Алексу показалось, что его сердце разорвалось на тысячу мелких кусков, и он прошептал, с трудом сдерживая слезы:
– Глупая ты моя девочка. Неужели не понимаешь, что вся твоя жизнь и была искуплением? Ты столько раз спасала Мей. Ты спасла своего брата, дав возможность, не отвлекаясь, делать то, что ему было положено. – Он нежно коснулся губами ее губ, соленых от слез. – А что могло случиться со мной, если бы не ты? Не будь моей Фи, кто бы спас меня совсем недавно? Без тебя я никогда не понял бы, что самое важное в жизни и в чем истина.
– И этого достаточно? – чуть слышно спросила она дрожащим голосом.
– Еще бы! – воскликнул он улыбаясь. – А если нет, можешь выйти за меня замуж. Это сразу прибавит уйму очков.
Она растерянно заморгала, явно не понимая до конца смысл сказанного. Алекс не удивился, потому что и сам не до конца еще осознал то, что предложил мгновение назад, но его замешательство было недолгим. Через короткое время он уже точно знал, что именно о таком будущем и мечтал, что Фиона та самая единственная, которую он хотел бы видеть рядом с собой всегда, что только ей готов отдать без остатка тело и душу.
Однако она не отвечала.
Прошлое никак не отпускало, не желало покидать судорожно вздрагивающее тело. Борьба, страх, потери, предательство, лишения, которые сопровождали ее на протяжении многих лет, отражались в глубине потемневших глаз. И это было невыносимо.
– Милая, – прошептал Алекс, нежно приподнимая ее подбородок и заглядывая в глаза. – Тебе чертовски необходимо как следует поплакать. Почему бы тебе не облегчить душу, предоставив все остальное в мире мне?
Фиона будто только этих слов и ждала. По щекам потекли крупные горячие капли. Она всхлипнула раз, другой, потом, набрав в грудь воздуха, еще… Тело начало трястись как в лихорадке, и будто из глубины души, оттуда, где хранилась застаревшая, тщательно скрываемая боль, раздался стон, вновь переросший в бесконечный, невыносимый вой.
Только ценой огромных усилий Алексу удавалось держать себя в руках.
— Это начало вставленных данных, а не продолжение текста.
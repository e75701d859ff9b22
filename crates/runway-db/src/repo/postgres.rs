//! PostgreSQL implementation of [`SchedulerStore`].
//!
//! Exclusivity comes from conditional `UPDATE ... WHERE status = ... AND
//! version = ... RETURNING *` statements, short transactions where a write
//! spans two tables, and the partial unique index on live queue entries, so
//! any number of scheduler processes may share the pool.

use async_trait::async_trait;
use chrono::{DateTime, Utc};
use runway_core::status::EntityKind;
use runway_core::{
    EntryId, Job, JobId, QueueEntry, QueueStatus, RepositoryId, RunId, Runner, RunnerHeartbeat,
    RunnerId, RunnerStatus, Status, Step, StepId, Workflow, WorkflowId, WorkflowRun,
};
use sqlx::{PgPool, Postgres, Transaction};
use std::collections::BTreeSet;

use super::rows::{
    JobRecord, QueueRecord, RunRecord, RunnerRecord, StepRecord, WorkflowRecord, convert_all,
};
use super::store::{Claim, SchedulerStore, guard_transition};
use crate::{DbError, DbResult};

fn is_unique_violation(err: &sqlx::Error) -> bool {
    match err {
        sqlx::Error::Database(db_err) => db_err.code().as_deref() == Some("23505"),
        _ => false,
    }
}

fn duplicate_on_conflict(err: DbError, what: String) -> DbError {
    match err {
        DbError::Database(ref db) if is_unique_violation(db) => DbError::Duplicate(what),
        other => other,
    }
}

fn labels_vec(labels: &BTreeSet<String>) -> Vec<String> {
    labels.iter().cloned().collect()
}

fn opt_str<T: AsRef<str>>(value: Option<T>) -> Option<String> {
    value.map(|v| v.as_ref().to_string())
}

/// PostgreSQL implementation of SchedulerStore.
#[derive(Clone)]
pub struct PgSchedulerStore {
    pool: PgPool,
}

impl PgSchedulerStore {
    pub fn new(pool: PgPool) -> Self {
        Self { pool }
    }

    /// Explain why a conditional write matched no row.
    async fn stale_or_missing(
        &self,
        table: &str,
        id: uuid::Uuid,
        expected: Status,
        version: i64,
    ) -> DbResult<DbError> {
        let sql = format!("SELECT status, version FROM {} WHERE id = $1", table);
        let found: Option<(String, i64)> = sqlx::query_as(&sql)
            .bind(id)
            .fetch_optional(&self.pool)
            .await?;
        Ok(match found {
            Some((status, found_version)) => DbError::Stale(format!(
                "{} {} expected {} v{} found {} v{}",
                table, id, expected, version, status, found_version
            )),
            None => DbError::NotFound(format!("{} {}", table, id)),
        })
    }

    async fn insert_job(tx: &mut Transaction<'_, Postgres>, job: &Job) -> DbResult<()> {
        sqlx::query(
            r#"
            INSERT INTO jobs (id, run_id, name, status, conclusion, failure_reason, runner_id,
                              required_labels, needs, priority, continue_on_error, retry_count,
                              max_retries, rerun_of, cancel_requested_at, created_at, started_at,
                              completed_at)
            VALUES ($1, $2, $3, $4, $5, $6, $7, $8, $9, $10, $11, $12, $13, $14, $15, $16, $17, $18)
            "#,
        )
        .bind(job.id.as_uuid())
        .bind(job.run_id.as_uuid())
        .bind(&job.name)
        .bind(job.status.as_str())
        .bind(opt_str(job.conclusion.map(|c| c.as_str())))
        .bind(opt_str(job.failure_reason.map(|r| r.as_str())))
        .bind(job.runner_id.map(uuid::Uuid::from))
        .bind(labels_vec(&job.required_labels))
        .bind(job.needs.iter().map(|id| *id.as_uuid()).collect::<Vec<_>>())
        .bind(job.priority)
        .bind(job.continue_on_error)
        .bind(job.retry_count)
        .bind(job.max_retries)
        .bind(job.rerun_of.map(uuid::Uuid::from))
        .bind(job.cancel_requested_at)
        .bind(job.created_at)
        .bind(job.started_at)
        .bind(job.completed_at)
        .execute(&mut **tx)
        .await?;
        Ok(())
    }

    async fn insert_step<'e, E>(executor: E, step: &Step) -> DbResult<()>
    where
        E: sqlx::Executor<'e, Database = Postgres>,
    {
        sqlx::query(
            r#"
            INSERT INTO steps (id, job_id, attempt, number, name, status, conclusion, log_ref,
                               continue_on_error, started_at, completed_at)
            VALUES ($1, $2, $3, $4, $5, $6, $7, $8, $9, $10, $11)
            "#,
        )
        .bind(step.id.as_uuid())
        .bind(step.job_id.as_uuid())
        .bind(step.attempt)
        .bind(step.number)
        .bind(&step.name)
        .bind(step.status.as_str())
        .bind(opt_str(step.conclusion.map(|c| c.as_str())))
        .bind(&step.log_ref)
        .bind(step.continue_on_error)
        .bind(step.started_at)
        .bind(step.completed_at)
        .execute(executor)
        .await?;
        Ok(())
    }

    async fn insert_entry<'e, E>(executor: E, entry: &QueueEntry) -> DbResult<QueueEntry>
    where
        E: sqlx::Executor<'e, Database = Postgres>,
    {
        let record = sqlx::query_as::<_, QueueRecord>(
            r#"
            INSERT INTO job_queue (id, job_id, workflow_run_id, priority, status, data,
                                   created_at, available_at)
            VALUES ($1, $2, $3, $4, 'pending', $5, $6, $7)
            RETURNING *
            "#,
        )
        .bind(entry.id.as_uuid())
        .bind(entry.job_id.as_uuid())
        .bind(entry.workflow_run_id.as_uuid())
        .bind(entry.priority)
        .bind(&entry.data)
        .bind(entry.created_at)
        .bind(entry.available_at)
        .fetch_one(executor)
        .await
        .map_err(|e| {
            if is_unique_violation(&e) {
                DbError::Duplicate(format!("live queue entry for job {}", entry.job_id))
            } else {
                DbError::Database(e)
            }
        })?;
        record.try_into()
    }

    fn queue_entry(record: Option<QueueRecord>) -> DbResult<Option<QueueEntry>> {
        record.map(QueueEntry::try_from).transpose()
    }
}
Его горло горело, готовое тоже разразиться криком, руки дрожали. Он гладил ее по волосам и без особого результата пытался вытереть слезы, потом оставил попытки и просто обнял, прижался всем телом, будто хотел защитить ее от собственных воспоминаний. Он только сейчас начал наконец понимать, что носила в себе Фиона Фергусон все эти годы. Черные страхи, черная правда, память о самых ужасных поступках поднимались из самых дальних уголков сердца и, будто зараженная кровь, просачивались наружу, стекая по лицу на грудь, и впитывались в простыни и одеяло, которым он пытался ее укрыть. Они собирались в тугие комки в ее легких, и она выталкивала эти комки в монотонном стоне, пытаясь освободиться от горьких воспоминаний, вытряхивала, сотрясаясь в рыданиях.